> [What is being asked]
Within the records below is a range that opens at the line with "String, source: ListenerError" and closes at the line with "use crate::merge;". Return that range word for word, both ends included, and only that range.

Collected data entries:

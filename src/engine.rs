//! The configuration engine: owns the current snapshot and runs the
//! load → merge → validate → diff → notify lifecycle.
//!
//! An engine starts *unloaded*: the schema is compiled but there is no
//! snapshot, and [`get`](Schemafig::get) / [`set`](Schemafig::set) fail with
//! [`NotLoaded`](SchemafigError::NotLoaded). The first successful
//! [`load`](Schemafig::load) or [`load_sync`](Schemafig::load_sync) makes it
//! *loaded*. Later loads and reload ticks replace the snapshot only if the
//! new configuration validates; on failure the previous snapshot stays.
//!
//! Values cross the engine boundary by copy. `get` hands out a fresh clone and
//! `set` stores its own, so callers can never mutate engine state in place.

use std::sync::{Arc, Weak};
use std::time::Duration;

use parking_lot::{Mutex, MutexGuard};
use serde::Serialize;
use serde::de::DeserializeOwned;
use serde_json::Value;
use tokio_util::sync::CancellationToken;

use crate::adapter::{self, Adapter};
use crate::builder::SchemafigBuilder;
use crate::compile::CompiledSchema;
use crate::diff;
use crate::env::{self, EnvSource};
use crate::error::{ListenerError, SchemafigError, ValidationFailure};
use crate::listeners::{self, Listener, ListenerRegistry};
use crate::log::{EventLog, LogEvent};
use crate::reload::{self, DEFAULT_RELOAD_INTERVAL};
use crate::resolve::{self, ResolveInput};
use crate::schema::Field;
use crate::types::{RawMap, Source, SourceRef};

pub(crate) type ReloadErrorFn = Arc<dyn Fn(&SchemafigError) + Send + Sync>;

/// A typed configuration manager. Cheap to clone; clones share state.
#[derive(Clone)]
pub struct Schemafig {
    inner: Arc<Inner>,
}

pub(crate) struct Inner {
    pub(crate) compiled: CompiledSchema,
    pub(crate) log: EventLog,
    pub(crate) env: EnvSource,
    pub(crate) strict: bool,
    pub(crate) reload_interval: Option<Duration>,
    pub(crate) on_reload_error: Option<ReloadErrorFn>,
    pub(crate) state: Mutex<State>,
}

#[derive(Default)]
pub(crate) struct State {
    snapshot: Option<RawMap>,
    source: Option<Source>,
    pub(crate) adapter: Option<Arc<dyn Adapter>>,
    pub(crate) adapter_explicit: bool,
    listeners: ListenerRegistry,
    reload: Option<CancellationToken>,
    /// Ticket of the most recently started load.
    started: u64,
    /// Ticket of the load whose result is the current snapshot.
    committed: u64,
}

impl Drop for Inner {
    fn drop(&mut self) {
        if let Some(token) = self.state.get_mut().reload.take() {
            token.cancel();
        }
    }
}

/// A load that has resolved its source and adapter but not read yet.
struct Prepared {
    source: Source,
    adapter: Arc<dyn Adapter>,
    overlay: RawMap,
    ticket: u64,
}

/// One field's pending notification, gathered under the lock and run after it
/// is released.
struct Notification {
    field: String,
    new_value: Value,
    old_value: Value,
    listeners: Vec<Listener>,
}
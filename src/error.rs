use std::fmt;
use std::path::PathBuf;
use thiserror::Error;

/// Boxed error returned by change listeners.
pub type ListenerError = Box<dyn std::error::Error + Send + Sync>;

#[derive(Debug, Error)]
pub enum SchemafigError {
    #[error("Configuration not loaded — call .load() or .load_sync() first")]
    NotLoaded,

    #[error("No adapter set — assign one with .set_adapter() or use a .json/.yaml/.yml/.toml path")]
    AdapterNotSet,

    #[error("The {adapter} adapter expects {expected}")]
    AdapterMismatch {
        adapter: String,
        expected: &'static str,
    },

    #[error("Failed to read {path}: {source}")]
    ReadFailure {
        path: PathBuf,
        source: std::io::Error,
    },

    #[error("Failed to parse {path} as {format}: {reason}")]
    ParseFailure {
        path: PathBuf,
        format: &'static str,
        reason: String,
    },

    #[error("Validation failed: {0}")]
    Validation(#[from] ValidationFailure),

    #[error("Unknown field '{0}'")]
    UnknownField(String),

    #[error("No source stored — load at least once before reloading")]
    NoSource,

    #[error("Field '{field}' could not be converted: {source}")]
    Serde {
        field: String,
        source: serde_json::Error,
    },

    #[error("Listener for '{field}' failed: {source}")]
    Listener { field: String, source: ListenerError },

    #[error("Reload interval requires a running tokio runtime")]
    NoRuntime,

    #[error("No schema set — call .schema() or .schema_fn() on the builder")]
    SchemaRequired,
}

/// One offending field inside a [`ValidationFailure`].
#[derive(Debug, Clone, PartialEq, Eq)]
pub struct FieldIssue {
    pub field: String,
    pub reason: String,
}

/// Every field that failed validation during a single load, overlay, or set.
#[derive(Debug, Clone, PartialEq, Eq)]
pub struct ValidationFailure {
    pub issues: Vec<FieldIssue>,
}

impl ValidationFailure {
    pub fn single(field: &str, reason: impl Into<String>) -> Self {
        Self {
            issues: vec![FieldIssue {
                field: field.to_string(),
                reason: reason.into(),
            }],
        }
    }

    /// True if `field` is among the offending fields.
    pub fn has_field(&self, field: &str) -> bool {
        self.issues.iter().any(|issue| issue.field == field)
    }
}

impl fmt::Display for ValidationFailure {
    fn fmt(&self, f: &mut fmt::Formatter<'_>) -> fmt::Result {
        for (i, issue) in self.issues.iter().enumerate() {
            if i > 0 {
                write!(f, "; ")?;
            }
            write!(f, "'{}': {}", issue.field, issue.reason)?;
        }
        Ok(())
    }
}

impl std::error::Error for ValidationFailure {}
//! Core resolution pipeline: merge the source mapping with the env overlay and
//! produce a validated snapshot.
//!
//! Operates on pre-loaded data (`ResolveInput`) with no I/O, so the full
//! pipeline is testable with synthetic inputs. Steps:
//!
//! 1. Reject unknown source keys (if strict mode)
//! 2. Lay the env overlay over the source mapping (overlay wins)
//! 3. Validate the merged mapping against the combined validator

use crate::compile::CompiledSchema;
use crate::error::ValidationFailure;
use crate::merge;
use crate::types::RawMap;
use crate::validate;

/// All pre-loaded data needed to resolve a snapshot.
pub struct ResolveInput {
    /// Mapping produced by the source adapter.
    pub raw: RawMap,
    /// Validated env overlay.
    pub overlay: RawMap,
    /// Whether to reject source keys that match no field.
    pub strict: bool,
}

/// Resolve a snapshot. On failure every issue is reported: unknown keys from
/// step 1 together with the field issues from step 3.
pub fn resolve(compiled: &CompiledSchema, input: ResolveInput) -> Result<RawMap, ValidationFailure> {
    let mut issues = Vec::new();
    if input.strict
        && let Err(unknown) = validate::validate_unknown_keys(&input.raw, &compiled.schema)
    {
        issues.extend(unknown.issues);
    }

    let merged = merge::overlay(input.raw, input.overlay);
    match compiled.combined.validate(&merged) {
        Ok(snapshot) if issues.is_empty() => Ok(snapshot),
        Ok(_) => Err(ValidationFailure { issues }),
        Err(failure) => {
            issues.extend(failure.issues);
            Err(ValidationFailure { issues })
        }
    }
}
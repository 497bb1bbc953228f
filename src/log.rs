//! Lifecycle logging.
//!
//! The engine reports each lifecycle step as a [`LogEvent`]. Every event has a
//! default [`Severity`], which can be changed per event (or set to
//! [`Severity::Silent`] to drop it). Lines go to a [`Logger`]: `tracing` by
//! default, or a custom callback.

use std::collections::HashMap;
use std::fmt;
use std::sync::Arc;

#[derive(Debug, Clone, Copy, PartialEq, Eq, Hash)]
pub enum LogEvent {
    SchemaCompiled,
    EnvSchemaCompiled,
    AdapterAssigned,
    LoadSucceeded,
    ReloadSucceeded,
    Get,
    Set,
    ListenerRegistered,
    ListenerRun,
    ReloadStarted,
    ReloadStopped,
    Error,
}

impl LogEvent {
    pub fn default_severity(self) -> Severity {
        match self {
            LogEvent::SchemaCompiled
            | LogEvent::EnvSchemaCompiled
            | LogEvent::AdapterAssigned
            | LogEvent::Get
            | LogEvent::Set
            | LogEvent::ListenerRegistered
            | LogEvent::ListenerRun => Severity::Debug,
            LogEvent::LoadSucceeded
            | LogEvent::ReloadSucceeded
            | LogEvent::ReloadStarted
            | LogEvent::ReloadStopped => Severity::Info,
            LogEvent::Error => Severity::Error,
        }
    }

    pub fn name(self) -> &'static str {
        match self {
            LogEvent::SchemaCompiled => "schema_compiled",
            LogEvent::EnvSchemaCompiled => "env_schema_compiled",
            LogEvent::AdapterAssigned => "adapter_assigned",
            LogEvent::LoadSucceeded => "load_succeeded",
            LogEvent::ReloadSucceeded => "reload_succeeded",
            LogEvent::Get => "get",
            LogEvent::Set => "set",
            LogEvent::ListenerRegistered => "listener_registered",
            LogEvent::ListenerRun => "listener_run",
            LogEvent::ReloadStarted => "reload_started",
            LogEvent::ReloadStopped => "reload_stopped",
            LogEvent::Error => "error",
        }
    }
}

#[derive(Debug, Clone, Copy, PartialEq, Eq, PartialOrd, Ord, Hash)]
pub enum Severity {
    Debug,
    Info,
    Warn,
    Error,
    /// Drop the event.
    Silent,
}

type LogFn = dyn Fn(&str, Severity) + Send + Sync;

/// Where log lines go.
#[derive(Clone)]
pub enum Logger {
    /// Emit `tracing` events under the `schemafig` target.
    Tracing,
    Custom(Arc<LogFn>),
}

impl Logger {
    pub fn custom<F>(f: F) -> Self
    where
        F: Fn(&str, Severity) + Send + Sync + 'static,
    {
        Logger::Custom(Arc::new(f))
    }

    fn write(&self, event: LogEvent, severity: Severity, message: &str) {
        match self {
            Logger::Tracing => {
                let event = event.name();
                match severity {
                    Severity::Debug => tracing::debug!(target: "schemafig", event, "{message}"),
                    Severity::Info => tracing::info!(target: "schemafig", event, "{message}"),
                    Severity::Warn => tracing::warn!(target: "schemafig", event, "{message}"),
                    Severity::Error => tracing::error!(target: "schemafig", event, "{message}"),
                    Severity::Silent => {}
                }
            }
            Logger::Custom(f) => f(message, severity),
        }
    }
}

impl fmt::Debug for Logger {
    fn fmt(&self, f: &mut fmt::Formatter<'_>) -> fmt::Result {
        match self {
            Logger::Tracing => f.write_str("Tracing"),
            Logger::Custom(_) => f.write_str("Custom(..)"),
        }
    }
}

/// A logger plus per-event severity overrides. `None` logger means off.
#[derive(Debug, Clone, Default)]
pub struct EventLog {
    logger: Option<Logger>,
    levels: HashMap<LogEvent, Severity>,
}

impl EventLog {
    pub fn new(logger: Option<Logger>, levels: HashMap<LogEvent, Severity>) -> Self {
        Self { logger, levels }
    }

    pub fn severity(&self, event: LogEvent) -> Severity {
        self.levels
            .get(&event)
            .copied()
            .unwrap_or_else(|| event.default_severity())
    }

    pub fn emit(&self, event: LogEvent, message: impl AsRef<str>) {
        let Some(logger) = &self.logger else {
            return;
        };
        let severity = self.severity(event);
        if severity == Severity::Silent {
            return;
        }
        logger.write(event, severity, message.as_ref());
    }
}

#[cfg(test)]
mod tests {
    use super::*;
    use crate::fixtures::test::capture_logger;

    #[test]
    fn default_tiers() {
        assert_eq!(LogEvent::Get.default_severity(), Severity::Debug);
        assert_eq!(LogEvent::LoadSucceeded.default_severity(), Severity::Info);
        assert_eq!(LogEvent::Error.default_severity(), Severity::Error);
    }

    #[test]
    fn custom_logger_gets_message_and_severity() {
        let (logger, lines) = capture_logger();
        let log = EventLog::new(Some(logger), HashMap::new());
        log.emit(LogEvent::LoadSucceeded, "loaded");
        assert_eq!(*lines.lock(), vec![("loaded".to_string(), Severity::Info)]);
    }

    #[test]
    fn override_changes_severity() {
        let (logger, lines) = capture_logger();
        let levels = HashMap::from([(LogEvent::Get, Severity::Warn)]);
        let log = EventLog::new(Some(logger), levels);
        log.emit(LogEvent::Get, "get port");
        assert_eq!(lines.lock()[0].1, Severity::Warn);
    }

    #[test]
    fn silent_drops_event() {
        let (logger, lines) = capture_logger();
        let levels = HashMap::from([(LogEvent::Set, Severity::Silent)]);
        let log = EventLog::new(Some(logger), levels);
        log.emit(LogEvent::Set, "set port");
        log.emit(LogEvent::Get, "get port");
        assert_eq!(lines.lock().len(), 1);
        assert_eq!(lines.lock()[0].0, "get port");
    }

    #[test]
    fn no_logger_is_a_no_op() {
        let log = EventLog::default();
        log.emit(LogEvent::Error, "ignored");
        assert_eq!(log.severity(LogEvent::Error), Severity::Error);
    }
}
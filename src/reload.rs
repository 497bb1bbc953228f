//! Periodic reload timer.
//!
//! The timer is a tokio task that waits one full period, runs a tick, and
//! repeats. Cancelling its token stops future ticks; a tick that is already
//! running always finishes.

use std::future::Future;
use std::time::Duration;

use tokio::time::{Instant, MissedTickBehavior};
use tokio_util::sync::CancellationToken;

use crate::error::SchemafigError;

/// Interval used by `start_reload_interval(None)` when the builder set none.
pub const DEFAULT_RELOAD_INTERVAL: Duration = Duration::from_secs(60);

const MIN_PERIOD: Duration = Duration::from_millis(1);

/// Spawn the timer task on the current tokio runtime.
///
/// `tick` returns `false` to end the task (e.g. once its engine is gone).
pub fn spawn<F, Fut>(
    period: Duration,
    token: CancellationToken,
    mut tick: F,
) -> Result<(), SchemafigError>
where
    F: FnMut() -> Fut + Send + 'static,
    Fut: Future<Output = bool> + Send + 'static,
{
    let handle = tokio::runtime::Handle::try_current().map_err(|_| SchemafigError::NoRuntime)?;
    let period = period.max(MIN_PERIOD);

    handle.spawn(async move {
        let mut interval = tokio::time::interval_at(Instant::now() + period, period);
        interval.set_missed_tick_behavior(MissedTickBehavior::Delay);
        loop {
            tokio::select! {
                biased;
                _ = token.cancelled() => break,
                _ = interval.tick() => {}
            }
            if token.is_cancelled() || !tick().await {
                break;
            }
        }
    });
    Ok(())
}

#[cfg(test)]
mod tests {
    use super::*;
    use std::sync::Arc;
    use std::sync::atomic::{AtomicUsize, Ordering};

    fn counting_tick(count: &Arc<AtomicUsize>) -> impl FnMut() -> std::future::Ready<bool> + Send + 'static {
        let count = Arc::clone(count);
        move || {
            count.fetch_add(1, Ordering::SeqCst);
            std::future::ready(true)
        }
    }

    #[test]
    fn outside_runtime_is_an_error() {
        let count = Arc::new(AtomicUsize::new(0));
        let result = spawn(
            Duration::from_millis(10),
            CancellationToken::new(),
            counting_tick(&count),
        );
        assert!(matches!(result, Err(SchemafigError::NoRuntime)));
    }

    #[tokio::test]
    async fn first_tick_waits_a_full_period() {
        let count = Arc::new(AtomicUsize::new(0));
        let token = CancellationToken::new();
        spawn(Duration::from_millis(200), token.clone(), counting_tick(&count)).unwrap();
        tokio::time::sleep(Duration::from_millis(50)).await;
        assert_eq!(count.load(Ordering::SeqCst), 0);
        token.cancel();
    }

    #[tokio::test]
    async fn ticks_repeat_until_cancelled() {
        let count = Arc::new(AtomicUsize::new(0));
        let token = CancellationToken::new();
        spawn(Duration::from_millis(20), token.clone(), counting_tick(&count)).unwrap();
        tokio::time::sleep(Duration::from_millis(150)).await;
        assert!(count.load(Ordering::SeqCst) >= 2);

        token.cancel();
        tokio::time::sleep(Duration::from_millis(10)).await;
        let after_cancel = count.load(Ordering::SeqCst);
        tokio::time::sleep(Duration::from_millis(100)).await;
        assert_eq!(count.load(Ordering::SeqCst), after_cancel);
    }

    #[tokio::test]
    async fn cancel_during_slow_tick_runs_no_further_tick() {
        let count = Arc::new(AtomicUsize::new(0));
        let inner = Arc::clone(&count);
        let token = CancellationToken::new();
        spawn(Duration::from_millis(10), token.clone(), move || {
            let inner = Arc::clone(&inner);
            async move {
                inner.fetch_add(1, Ordering::SeqCst);
                tokio::time::sleep(Duration::from_millis(80)).await;
                true
            }
        })
        .unwrap();
        tokio::time::sleep(Duration::from_millis(30)).await;
        token.cancel();
        tokio::time::sleep(Duration::from_millis(200)).await;
        assert_eq!(count.load(Ordering::SeqCst), 1);
    }

    #[tokio::test]
    async fn tick_returning_false_ends_task() {
        let count = Arc::new(AtomicUsize::new(0));
        let inner = Arc::clone(&count);
        spawn(Duration::from_millis(10), CancellationToken::new(), move || {
            inner.fetch_add(1, Ordering::SeqCst);
            std::future::ready(false)
        })
        .unwrap();
        tokio::time::sleep(Duration::from_millis(100)).await;
        assert_eq!(count.load(Ordering::SeqCst), 1);
    }
}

> [Exercise answer]
    Listener { field: String, source: ListenerError },

    #[error("Reload interval requires a running tokio runtime")]
    NoRuntime,

    #[error("No schema set — call .schema() or .schema_fn() on the builder")]
    SchemaRequired,
}

/// One offending field inside a [`ValidationFailure`].
#[derive(Debug, Clone, PartialEq, Eq)]
pub struct FieldIssue {
    pub field: String,
    pub reason: String,
}

/// Every field that failed validation during a single load, overlay, or set.
#[derive(Debug, Clone, PartialEq, Eq)]
pub struct ValidationFailure {
    pub issues: Vec<FieldIssue>,
}

impl ValidationFailure {
    pub fn single(field: &str, reason: impl Into<String>) -> Self {
        Self {
            issues: vec![FieldIssue {
                field: field.to_string(),
                reason: reason.into(),
            }],
        }
    }

    /// True if `field` is among the offending fields.
    pub fn has_field(&self, field: &str) -> bool {
        self.issues.iter().any(|issue| issue.field == field)
    }
}

impl fmt::Display for ValidationFailure {
    fn fmt(&self, f: &mut fmt::Formatter<'_>) -> fmt::Result {
        for (i, issue) in self.issues.iter().enumerate() {
            if i > 0 {
                write!(f, "; ")?;
            }
            write!(f, "'{}': {}", issue.field, issue.reason)?;
        }
        Ok(())
    }
}

impl std::error::Error for ValidationFailure {}
//! Core resolution pipeline: merge the source mapping with the env overlay and
//! produce a validated snapshot.
//!
//! Operates on pre-loaded data (`ResolveInput`) with no I/O, so the full
//! pipeline is testable with synthetic inputs. Steps:
//!
//! 1. Reject unknown source keys (if strict mode)
//! 2. Lay the env overlay over the source mapping (overlay wins)
//! 3. Validate the merged mapping against the combined validator

use crate::compile::CompiledSchema;
use crate::error::ValidationFailure;
use crate::merge;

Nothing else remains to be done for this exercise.